*** Material for this task
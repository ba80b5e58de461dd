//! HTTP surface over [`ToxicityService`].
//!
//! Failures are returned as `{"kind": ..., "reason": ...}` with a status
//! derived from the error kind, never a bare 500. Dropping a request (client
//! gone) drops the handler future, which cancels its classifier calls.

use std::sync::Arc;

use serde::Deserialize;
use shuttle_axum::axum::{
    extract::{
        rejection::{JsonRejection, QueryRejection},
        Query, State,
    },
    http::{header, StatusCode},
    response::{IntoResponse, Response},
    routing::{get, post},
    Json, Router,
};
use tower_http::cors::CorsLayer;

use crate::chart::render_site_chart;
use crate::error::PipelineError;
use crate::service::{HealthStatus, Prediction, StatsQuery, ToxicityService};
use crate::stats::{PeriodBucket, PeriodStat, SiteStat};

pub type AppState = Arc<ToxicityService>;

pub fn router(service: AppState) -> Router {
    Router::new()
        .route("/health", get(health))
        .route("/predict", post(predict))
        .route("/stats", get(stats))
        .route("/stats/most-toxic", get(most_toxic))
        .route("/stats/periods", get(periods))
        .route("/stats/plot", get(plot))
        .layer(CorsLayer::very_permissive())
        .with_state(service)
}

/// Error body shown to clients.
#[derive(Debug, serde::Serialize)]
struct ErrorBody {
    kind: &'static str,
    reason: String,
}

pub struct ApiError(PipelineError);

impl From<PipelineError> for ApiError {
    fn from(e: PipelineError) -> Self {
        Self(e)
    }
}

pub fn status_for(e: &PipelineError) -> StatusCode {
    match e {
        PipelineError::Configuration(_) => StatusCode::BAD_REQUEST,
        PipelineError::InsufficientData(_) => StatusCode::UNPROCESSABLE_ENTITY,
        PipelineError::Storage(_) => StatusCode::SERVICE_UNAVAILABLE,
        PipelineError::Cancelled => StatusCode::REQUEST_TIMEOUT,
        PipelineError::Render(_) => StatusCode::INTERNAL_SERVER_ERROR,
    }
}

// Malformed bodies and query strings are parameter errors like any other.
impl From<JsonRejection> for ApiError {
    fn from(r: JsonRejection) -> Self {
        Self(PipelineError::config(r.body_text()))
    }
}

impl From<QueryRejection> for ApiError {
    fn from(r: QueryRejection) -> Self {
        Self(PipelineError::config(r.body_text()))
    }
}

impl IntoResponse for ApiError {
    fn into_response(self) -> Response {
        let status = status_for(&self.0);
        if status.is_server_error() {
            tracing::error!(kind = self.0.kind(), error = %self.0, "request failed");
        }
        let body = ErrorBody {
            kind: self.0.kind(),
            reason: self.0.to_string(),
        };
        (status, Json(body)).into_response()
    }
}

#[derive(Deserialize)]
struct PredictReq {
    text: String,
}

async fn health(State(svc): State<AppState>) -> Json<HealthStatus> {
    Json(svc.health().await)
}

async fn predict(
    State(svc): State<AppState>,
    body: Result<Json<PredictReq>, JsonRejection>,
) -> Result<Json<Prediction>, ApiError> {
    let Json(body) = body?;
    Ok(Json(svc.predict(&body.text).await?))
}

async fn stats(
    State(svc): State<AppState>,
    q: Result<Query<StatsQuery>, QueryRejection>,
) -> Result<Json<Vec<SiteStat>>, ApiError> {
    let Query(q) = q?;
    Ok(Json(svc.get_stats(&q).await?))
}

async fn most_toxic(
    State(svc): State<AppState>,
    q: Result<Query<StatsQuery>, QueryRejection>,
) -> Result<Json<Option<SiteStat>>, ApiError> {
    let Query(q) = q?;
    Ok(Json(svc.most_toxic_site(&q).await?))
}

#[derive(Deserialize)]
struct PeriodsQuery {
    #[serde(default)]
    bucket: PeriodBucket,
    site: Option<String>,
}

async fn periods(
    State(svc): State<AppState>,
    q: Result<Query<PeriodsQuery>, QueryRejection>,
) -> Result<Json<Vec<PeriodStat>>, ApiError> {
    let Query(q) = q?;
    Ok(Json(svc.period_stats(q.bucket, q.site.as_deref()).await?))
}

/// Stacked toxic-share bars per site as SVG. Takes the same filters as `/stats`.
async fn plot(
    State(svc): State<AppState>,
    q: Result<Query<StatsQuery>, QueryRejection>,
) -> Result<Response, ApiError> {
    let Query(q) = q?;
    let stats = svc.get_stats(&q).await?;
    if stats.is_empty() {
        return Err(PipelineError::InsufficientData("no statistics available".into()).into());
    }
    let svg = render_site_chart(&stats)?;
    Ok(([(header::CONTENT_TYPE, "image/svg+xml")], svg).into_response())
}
******
Aim of the task: Every record here must be output exactly, word for word.

Exercise answer:
repository ba80b5e58de461dd
//! HTTP surface over [`ToxicityService`].
//!
//! Failures are returned as `{"kind": ..., "reason": ...}` with a status
//! derived from the error kind, never a bare 500. Dropping a request (client
//! gone) drops the handler future, which cancels its classifier calls.

use std::sync::Arc;

use serde::Deserialize;
use shuttle_axum::axum::{
    extract::{
        rejection::{JsonRejection, QueryRejection},
        Query, State,
    },
    http::{header, StatusCode},
    response::{IntoResponse, Response},
    routing::{get, post},
    Json, Router,
};
use tower_http::cors::CorsLayer;

use crate::chart::render_site_chart;
use crate::error::PipelineError;
use crate::service::{HealthStatus, Prediction, StatsQuery, ToxicityService};
use crate::stats::{PeriodBucket, PeriodStat, SiteStat};

pub type AppState = Arc<ToxicityService>;

pub fn router(service: AppState) -> Router {
    Router::new()
        .route("/health", get(health))
        .route("/predict", post(predict))
        .route("/stats", get(stats))
        .route("/stats/most-toxic", get(most_toxic))
        .route("/stats/periods", get(periods))
        .route("/stats/plot", get(plot))
        .layer(CorsLayer::very_permissive())
        .with_state(service)
}

/// Error body shown to clients.
#[derive(Debug, serde::Serialize)]
struct ErrorBody {
    kind: &'static str,
    reason: String,
}

pub struct ApiError(PipelineError);

impl From<PipelineError> for ApiError {
    fn from(e: PipelineError) -> Self {
        Self(e)
    }
}

pub fn status_for(e: &PipelineError) -> StatusCode {
    match e {
        PipelineError::Configuration(_) => StatusCode::BAD_REQUEST,
        PipelineError::InsufficientData(_) => StatusCode::UNPROCESSABLE_ENTITY,
        PipelineError::Storage(_) => StatusCode::SERVICE_UNAVAILABLE,
        PipelineError::Cancelled => StatusCode::REQUEST_TIMEOUT,
        PipelineError::Render(_) => StatusCode::INTERNAL_SERVER_ERROR,
    }
}

// Malformed bodies and query strings are parameter errors like any other.
impl From<JsonRejection> for ApiError {
    fn from(r: JsonRejection) -> Self {
        Self(PipelineError::config(r.body_text()))
    }
}

impl From<QueryRejection> for ApiError {
    fn from(r: QueryRejection) -> Self {
        Self(PipelineError::config(r.body_text()))
    }
}

impl IntoResponse for ApiError {
    fn into_response(self) -> Response {
        let status = status_for(&self.0);
        if status.is_server_error() {
            tracing::error!(kind = self.0.kind(), error = %self.0, "request failed");
        }
        let body = ErrorBody {
            kind: self.0.kind(),
            reason: self.0.to_string(),
        };
        (status, Json(body)).into_response()
    }
}

#[derive(Deserialize)]
struct PredictReq {
    text: String,
}

async fn health(State(svc): State<AppState>) -> Json<HealthStatus> {
    Json(svc.health().await)
}

async fn predict(
    State(svc): State<AppState>,
    body: Result<Json<PredictReq>, JsonRejection>,
) -> Result<Json<Prediction>, ApiError> {
    let Json(body) = body?;
    Ok(Json(svc.predict(&body.text).await?))
}

async fn stats(
    State(svc): State<AppState>,
    q: Result<Query<StatsQuery>, QueryRejection>,
) -> Result<Json<Vec<SiteStat>>, ApiError> {
    let Query(q) = q?;
    Ok(Json(svc.get_stats(&q).await?))
}

async fn most_toxic(
    State(svc): State<AppState>,
    q: Result<Query<StatsQuery>, QueryRejection>,
) -> Result<Json<Option<SiteStat>>, ApiError> {
    let Query(q) = q?;
    Ok(Json(svc.most_toxic_site(&q).await?))
}

#[derive(Deserialize)]
struct PeriodsQuery {
    #[serde(default)]
    bucket: PeriodBucket,
    site: Option<String>,
}

async fn periods(
    State(svc): State<AppState>,
    q: Result<Query<PeriodsQuery>, QueryRejection>,
) -> Result<Json<Vec<PeriodStat>>, ApiError> {
    let Query(q) = q?;
    Ok(Json(svc.period_stats(q.bucket, q.site.as_deref()).await?))
}

/// Stacked toxic-share bars per site as SVG. Takes the same filters as `/stats`.
async fn plot(
    State(svc): State<AppState>,
    q: Result<Query<StatsQuery>, QueryRejection>,
) -> Result<Response, ApiError> {
    let Query(q) = q?;
    let stats = svc.get_stats(&q).await?;
    if stats.is_empty() {
        return Err(PipelineError::InsufficientData("no statistics available".into()).into());
    }
    let svg = render_site_chart(&stats)?;
    Ok(([(header::CONTENT_TYPE, "image/svg+xml")], svg).into_response())
}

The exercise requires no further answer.